To come across Antonio Tabucchi’s Pereira in Pereira Maintains is to be visited by an old acquaintance. I’m travelling at the moment, without access to my Poems of T. S. Eliot Volume I: Collected and Uncollected Poems, but on returning home will disinter T. S. Eliot’s Sweeney Agonistes, a piece of drama that, in many ways, shaped the rhythm of Eliot’s writing in The Hollow Men and The Wasteland. In this elegant piece, Tabucchi confirms Eliot’s inspiration: “But there was another reason, literary in origin, which led me to this name: a brief interlude by TS Eliot entitled “What About Pereira?” in which a fragmentary conversation between two friends evokes a mysterious Portuguese man named Pereira, about whom nothing can ever be known.”

In Fragment of a Prologue, part of the Agonistes, Eliot introduces an enigmatic Portuguese gentleman called Pereira, one of the visitors to prostitutes, Dusty and Doris. If I recall correctly, the two women question his trustworthiness, which opens up a fascinating aspect to how Pereira structures Pereira Maintains as a testimony, only revealing what Pereira chooses to reveal in cross-examination.

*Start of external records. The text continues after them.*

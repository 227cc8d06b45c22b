/// Password hashing using Argon2id
///
/// Hashes are stored in PHC string format, so the parameters travel with the
/// hash and verification keeps working if they change.
///
/// # Parameters
///
/// - **Algorithm**: Argon2id
/// - **Memory**: 19 MiB (19456 KiB)
/// - **Iterations**: 2 passes
/// - **Parallelism**: 1 lane
/// - **Output**: 32-byte hash
///
/// # Example
///
/// ```
/// use dailyreport_shared::auth::password::{hash_password, verify_password};
///
/// # fn example() -> Result<(), Box<dyn std::error::Error>> {
/// let hash = hash_password("Secret1")?;
/// assert!(verify_password("Secret1", &hash)?);
/// assert!(!verify_password("secret1", &hash)?);
/// # Ok(())
/// # }
/// ```

use argon2::{
    password_hash::{rand_core::OsRng, PasswordHash, PasswordHasher, PasswordVerifier, SaltString},
    Argon2, ParamsBuilder, Version,
};

/// Shortest accepted password
pub const MIN_PASSWORD_LEN: usize = 6;

/// Error type for password hashing operations
#[derive(Debug, thiserror::Error)]
pub enum PasswordError {
    /// Failed to hash password
    #[error("Failed to hash password: {0}")]
    HashError(String),

    /// Failed to verify password
    #[error("Failed to verify password: {0}")]
    VerifyError(String),

    /// Invalid password hash format
    #[error("Invalid password hash format: {0}")]
    InvalidHash(String),
}

/// Hashes a password with a fresh random salt
pub fn hash_password(password: &str) -> Result<String, PasswordError> {
    let salt = SaltString::generate(&mut OsRng);

    let params = ParamsBuilder::new()
        .m_cost(19456)
        .t_cost(2)
        .p_cost(1)
        .output_len(32)
        .build()
        .map_err(|e| PasswordError::HashError(format!("Invalid parameters: {}", e)))?;

    let argon2 = Argon2::new(argon2::Algorithm::Argon2id, Version::V0x13, params);

    let password_hash = argon2
        .hash_password(password.as_bytes(), &salt)
        .map_err(|e| PasswordError::HashError(format!("Hash generation failed: {}", e)))?;

    Ok(password_hash.to_string())
}

/// Verifies a password against a stored hash
///
/// Returns `Ok(false)` for a wrong password and an error only when the stored
/// hash itself cannot be used.
pub fn verify_password(password: &str, hash: &str) -> Result<bool, PasswordError> {
    let parsed_hash = PasswordHash::new(hash)
        .map_err(|e| PasswordError::InvalidHash(format!("Failed to parse hash: {}", e)))?;

    // Parameters are embedded in the hash
    match Argon2::default().verify_password(password.as_bytes(), &parsed_hash) {
        Ok(_) => Ok(true),
        Err(argon2::password_hash::Error::Password) => Ok(false),
        Err(e) => Err(PasswordError::VerifyError(format!("Verification failed: {}", e))),
    }
}

/// Validates password strength
///
/// A password needs at least [`MIN_PASSWORD_LEN`] characters, an uppercase
/// letter, a lowercase letter and a digit.
///
/// # Example
///
/// ```
/// use dailyreport_shared::auth::password::validate_password_strength;
///
/// assert!(validate_password_strength("Secret1").is_ok());
/// assert!(validate_password_strength("Sh0rt").is_err());
/// assert!(validate_password_strength("nocaps1").is_err());
/// ```
pub fn validate_password_strength(password: &str) -> Result<(), String> {
    if password.chars().count() < MIN_PASSWORD_LEN {
        return Err(format!(
            "Password must be at least {} characters long",
            MIN_PASSWORD_LEN
        ));
    }

    if !password.chars().any(|c| c.is_uppercase()) {
        return Err("Password must contain at least one uppercase letter".to_string());
    }

    if !password.chars().any(|c| c.is_lowercase()) {
        return Err("Password must contain at least one lowercase letter".to_string());
    }

    if !password.chars().any(|c| c.is_ascii_digit()) {
        return Err("Password must contain at least one number".to_string());
    }

    Ok(())
}

#[cfg(test)]
mod tests {
    use super::*;

    #[test]
    fn test_hash_password_format() {
        let hash = hash_password("Secret1").expect("Hash should succeed");

        assert!(hash.starts_with("$argon2id$"));
        assert!(hash.contains("v=19"));
        assert!(hash.contains("m=19456"));
        assert!(hash.contains("t=2"));
        assert!(hash.contains("p=1"));
    }

    #[test]
    fn test_hash_password_produces_different_salts() {
        let hash1 = hash_password("same_password").unwrap();
        let hash2 = hash_password("same_password").unwrap();
        assert_ne!(hash1, hash2);
    }

    #[test]
    fn test_verify_password() {
        let hash = hash_password("correct_password").unwrap();

        assert!(verify_password("correct_password", &hash).unwrap());
        assert!(!verify_password("wrong_password", &hash).unwrap());
        assert!(!verify_password("", &hash).unwrap());
    }

    #[test]
    fn test_verify_password_invalid_hash() {
        assert!(matches!(
            verify_password("password", "invalid_hash"),
            Err(PasswordError::InvalidHash(_))
        ));
    }

    #[test]
    fn test_validate_password_strength() {
        assert!(validate_password_strength("Secret1").is_ok());
        assert!(validate_password_strength("Abcdef1").is_ok());

        let cases = [
            ("Ab1", "at least 6 characters"),
            ("lowercase1", "uppercase letter"),
            ("UPPERCASE1", "lowercase letter"),
            ("NoDigitsHere", "number"),
        ];
        for (password, expected) in cases {
            let err = validate_password_strength(password).unwrap_err();
            assert!(err.contains(expected), "{}: {}", password, err);
        }
    }
}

The energy and direction of Tabucchi’s novel lies in the transition between passivity and action. As such, there are deep resonances with the current political situation in the U.K. and elsewhere. How is one to respond to authoritarianism, from an ethical or political stance? In Pereira Maintains, Tabucchi chooses not to reveal the nature or outcome of the investigation leaving wide open space for a reader to interpret Pereira’s responses and outcome.

A Confederation of Souls

“[T]o believe in a “self” as a distinct entity, quite distinct from the infinite variety of all the other “selves” that we have within us, is a fallacy, the naïve illusion of the single unique soul we inherit from Christian tradition, whereas Dr. Ribot and Dr. Janet see the personality as a confederation of numerous souls, because within us we each have numerous souls, don’t you think, a confederation which agrees to put itself under the government of one ruling ego… What we think of as ourselves, our inward being, is only an effect, not a cause, and what’s more it is subject to the control of a ruling ego which has imposed its will on the confederation of souls, so in the case of another alter ego arising, one stronger and more powerful, this ego overthrows the first ruling ego, takes its place and acquires the chieftainship of the cohort of souls…”

Antonio Tabucchi, Pereira Maintains (trans. Patrick Creagh), Canongate Books, 2010

More commonly titled Pereira Declares, this edition has patiently awaited my attention for some years, inspired, I think, by an exchange with Stephen Mitchelmore.